→ Assignment: Lines from the beginning of the data below through the one containing "numeric code of" are to be printed exactly as they appear.

-- Record excerpts follows --

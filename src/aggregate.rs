//! Grouped counts and sums over joined records.
//!
//! Missing columns are errors. A filter value that never occurs counts as zero.

use std::{collections::BTreeMap, path::Path};

use polars::{frame::DataFrame, io::SerWriter, prelude::{Column, CsvWriter, DataType}};
use serde::Serialize;

use crate::{error::{Error, Result}, join::JoinedTable, render::write_atomic};

/// One group: the category value, its record count and per-column sums.
#[derive(Debug, Clone, PartialEq, Serialize)]
pub struct AggregateRow {
    pub key: String,
    pub count: usize,
    pub sums: BTreeMap<String, f64>,
}

/// String rendering of a column, one entry per record (None for nulls).
///
/// Float columns render integral values without a fractional part, so a dBASE
/// numeric code of `1.0` matches `"1"`.
fn keys(table: &JoinedTable, name: &str) -> Result<Vec<Option<String>>> {
    let column = table.column(name)?;
    if column.dtype().is_float() {
        return Ok(numbers(table, name)?.into_iter()
            .map(|value| value.map(number_key))
            .collect());
    }

    let column = column.cast(&DataType::String).map_err(Error::data("aggregate"))?;
    let values = column.str().map_err(Error::data("aggregate"))?;
    Ok(values.into_iter().map(|value| value.map(str::to_string)).collect())
}

fn number_key(value: f64) -> String {
    if value.fract() == 0.0 && value.abs() < 1e15 {
        format!("{}", value as i64)
    } else {
        value.to_string()
    }
}

/// Numeric values of a column; non-numeric entries become None.
fn numbers(table: &JoinedTable, column: &str) -> Result<Vec<Option<f64>>> {
    let column = table.column(column)?
        .cast(&DataType::Float64)
        .map_err(Error::data("aggregate"))?;
    let values = column.f64().map_err(Error::data("aggregate"))?;
    Ok(values.into_iter().collect())
}

/// Group records by `key`, counting them and summing each of `sum_columns`.
///
/// Rows come back sorted by key. Records whose key is null are skipped.
pub fn group_by(table: &JoinedTable, key: &str, sum_columns: &[&str]) -> Result<Vec<AggregateRow>> {
    let keys = keys(table, key)?;
    let sums = sum_columns.iter()
        .map(|&name| Ok((name, numbers(table, name)?)))
        .collect::<Result<Vec<_>>>()?;

    let mut groups: BTreeMap<String, AggregateRow> = BTreeMap::new();
    for (i, key) in keys.into_iter().enumerate() {
        let Some(key) = key else { continue };
        let row = groups.entry(key.clone()).or_insert_with(|| AggregateRow {
            key,
            count: 0,
            sums: sum_columns.iter().map(|name| (name.to_string(), 0.0)).collect(),
        });
        row.count += 1;
        for (name, values) in &sums {
            if let Some(value) = values[i] {
                *row.sums.entry(name.to_string()).or_default() += value;
            }
        }
    }

    Ok(groups.into_values().collect())
}

/// Number of records whose `column` equals `value` exactly.
pub fn value_count(table: &JoinedTable, column: &str, value: &str) -> Result<usize> {
    Ok(keys(table, column)?.iter()
        .filter(|key| key.as_deref() == Some(value))
        .count())
}

/// Count of every distinct value in `column`, most frequent first (ties by value).
pub fn value_counts(table: &JoinedTable, column: &str) -> Result<Vec<(String, usize)>> {
    let mut counts = group_by(table, column, &[])?
        .into_iter()
        .map(|row| (row.key, row.count))
        .collect::<Vec<_>>();
    counts.sort_by(|a, b| b.1.cmp(&a.1).then_with(|| a.0.cmp(&b.0)));
    Ok(counts)
}

/// Named set of aggregate rows, ready to print or export.
#[derive(Debug, Clone, PartialEq, Serialize)]
pub struct Tabulation {
    pub name: String,
    pub key: String,
    pub rows: Vec<AggregateRow>,
}

impl Tabulation {
    /// One row per group: key, count, then one column per summed field.
    pub fn to_dataframe(&self) -> Result<DataFrame> {
        let sum_names = self.rows.first()
            .map(|row| row.sums.keys().cloned().collect::<Vec<_>>())
            .unwrap_or_default();

        let mut columns = vec![
            Column::new("join".into(), vec![self.name.as_str(); self.rows.len()]),
            Column::new(self.key.as_str().into(), self.rows.iter().map(|row| row.key.as_str()).collect::<Vec<_>>()),
            Column::new("count".into(), self.rows.iter().map(|row| row.count as u64).collect::<Vec<_>>()),
        ];
        for name in &sum_names {
            columns.push(Column::new(
                format!("sum_{name}").into(),
                self.rows.iter().map(|row| row.sums.get(name).copied().unwrap_or(0.0)).collect::<Vec<_>>(),
            ));
        }

        DataFrame::new(columns).map_err(Error::data("aggregate"))
    }

    /// Write the tabulation as CSV.
    pub fn write_csv(&self, path: &Path) -> Result<()> {
        Self::write_dataframe(&mut self.to_dataframe()?, path)
    }

    /// Write tabulation rows (possibly several tabulations stacked) as CSV.
    pub(crate) fn write_dataframe(df: &mut DataFrame, path: &Path) -> Result<()> {
        let mut bytes = Vec::new();
        CsvWriter::new(&mut bytes)
            .finish(df)
            .map_err(|e| Error::Render { path: path.to_path_buf(), reason: e.to_string() })?;
        write_atomic(&bytes, path)
    }
}

#[cfg(test)]
mod tests {
    use geo::{point, polygon, Geometry};
    use polars::df;

    use super::*;
    use crate::{collection::FeatureCollection, crs::Crs, join::{sjoin, JoinOptions}};

    fn joined() -> JoinedTable {
        let area: Geometry<f64> = polygon![(x: 0.0, y: 0.0), (x: 10.0, y: 0.0), (x: 10.0, y: 10.0), (x: 0.0, y: 10.0)].into();
        let areas = FeatureCollection::new("mpa", Some(Crs::Epsg(32629)), vec![area], df!["fid" => [0u32]].unwrap()).unwrap();
        let tags = FeatureCollection::new(
            "tags",
            Some(Crs::Epsg(32629)),
            vec![
                point!(x: 1.0, y: 1.0).into(),
                point!(x: 2.0, y: 2.0).into(),
                point!(x: 3.0, y: 3.0).into(),
                point!(x: 4.0, y: 4.0).into(),
            ],
            df![
                "fid" => [0u32, 1, 2, 3],
                "Species" => [Some("Spurdog"), Some("Spurdog"), Some("Skate"), None],
                "Sex" => ["F", "M", "F", "F"],
                "Length" => [80.0, 95.5, 120.0, 60.0],
            ].unwrap(),
        ).unwrap();

        let mut joined = sjoin(&areas, &tags, &JoinOptions::default()).unwrap();
        joined.with_constant("const", 1).unwrap();
        joined
    }

    #[test]
    fn group_by_counts_and_sums() {
        let rows = group_by(&joined(), "Species", &["const", "Length"]).unwrap();
        assert_eq!(rows.len(), 2); // null key skipped
        assert_eq!(rows[0].key, "Skate");
        assert_eq!(rows[1].key, "Spurdog");
        assert_eq!(rows[1].count, 2);
        assert_eq!(rows[1].sums["const"], 2.0);
        assert_eq!(rows[1].sums["Length"], 175.5);
    }

    #[test]
    fn value_count_matches_exactly() {
        let table = joined();
        assert_eq!(value_count(&table, "Sex", "F").unwrap(), 3);
        assert_eq!(value_count(&table, "Sex", "f").unwrap(), 0);
    }

    #[test]
    fn absent_value_counts_zero() {
        assert_eq!(value_count(&joined(), "Sex", "U").unwrap(), 0);
    }

    #[test]
    fn missing_column_is_an_error() {
        let table = joined();
        assert!(matches!(value_count(&table, "Male_Female", "F"), Err(Error::AttributeMissing { .. })));
        assert!(matches!(group_by(&table, "Species", &["Weight"]), Err(Error::AttributeMissing { .. })));
    }

    #[test]
    fn numeric_codes_match_without_fraction() {
        let area: Geometry<f64> = polygon![(x: 0.0, y: 0.0), (x: 10.0, y: 0.0), (x: 10.0, y: 10.0), (x: 0.0, y: 10.0)].into();
        let areas = FeatureCollection::new("mpa", Some(Crs::Epsg(32629)), vec![area], df!["fid" => [0u32]].unwrap()).unwrap();
        let tags = FeatureCollection::new(
            "tags",
            Some(Crs::Epsg(32629)),
            vec![point!(x: 1.0, y: 1.0).into(), point!(x: 2.0, y: 2.0).into(), point!(x: 3.0, y: 3.0).into()],
            df!["fid" => [0u32, 1, 2], "Sex" => [1.0, 2.0, 1.5]].unwrap(),
        ).unwrap();
        let table = sjoin(&areas, &tags, &JoinOptions::default()).unwrap();

        assert_eq!(value_count(&table, "Sex", "1").unwrap(), 1);
        assert_eq!(value_count(&table, "Sex", "1.5").unwrap(), 1);
        let keys = group_by(&table, "Sex", &[]).unwrap().into_iter().map(|row| row.key).collect::<Vec<_>>();
        assert_eq!(keys, ["1", "1.5", "2"]);
    }

    #[test]
    fn value_counts_most_frequent_first() {
        assert_eq!(value_counts(&joined(), "Sex").unwrap(), vec![("F".to_string(), 3), ("M".to_string(), 1)]);
    }

    #[test]
    fn tabulation_to_dataframe() {
        let tabulation = Tabulation {
            name: "mpa x tags".into(),
            key: "Species".into(),
            rows: group_by(&joined(), "Species", &["const"]).unwrap(),
        };
        let df = tabulation.to_dataframe().unwrap();
        assert_eq!(df.height(), 2);
        assert_eq!(df.get_column_names().len(), 4);

        let dir = tempfile::tempdir().unwrap();
        let path = dir.path().join("groups.csv");
        tabulation.write_csv(&path).unwrap();
        let csv = std::fs::read_to_string(path).unwrap();
        assert!(csv.starts_with("join,Species,count,sum_const"));
        assert!(csv.contains("mpa x tags,Spurdog,2,2"));
    }
}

-- Record excerpts concluded --

→ Output:
filename src/aggregate.rs
//! Grouped counts and sums over joined records.
//!
//! Missing columns are errors. A filter value that never occurs counts as zero.

use std::{collections::BTreeMap, path::Path};

use polars::{frame::DataFrame, io::SerWriter, prelude::{Column, CsvWriter, DataType}};
use serde::Serialize;

use crate::{error::{Error, Result}, join::JoinedTable, render::write_atomic};

/// One group: the category value, its record count and per-column sums.
#[derive(Debug, Clone, PartialEq, Serialize)]
pub struct AggregateRow {
    pub key: String,
    pub count: usize,
    pub sums: BTreeMap<String, f64>,
}

/// String rendering of a column, one entry per record (None for nulls).
///
/// Float columns render integral values without a fractional part, so a dBASE
/// numeric code of `1.0` matches `"1"`.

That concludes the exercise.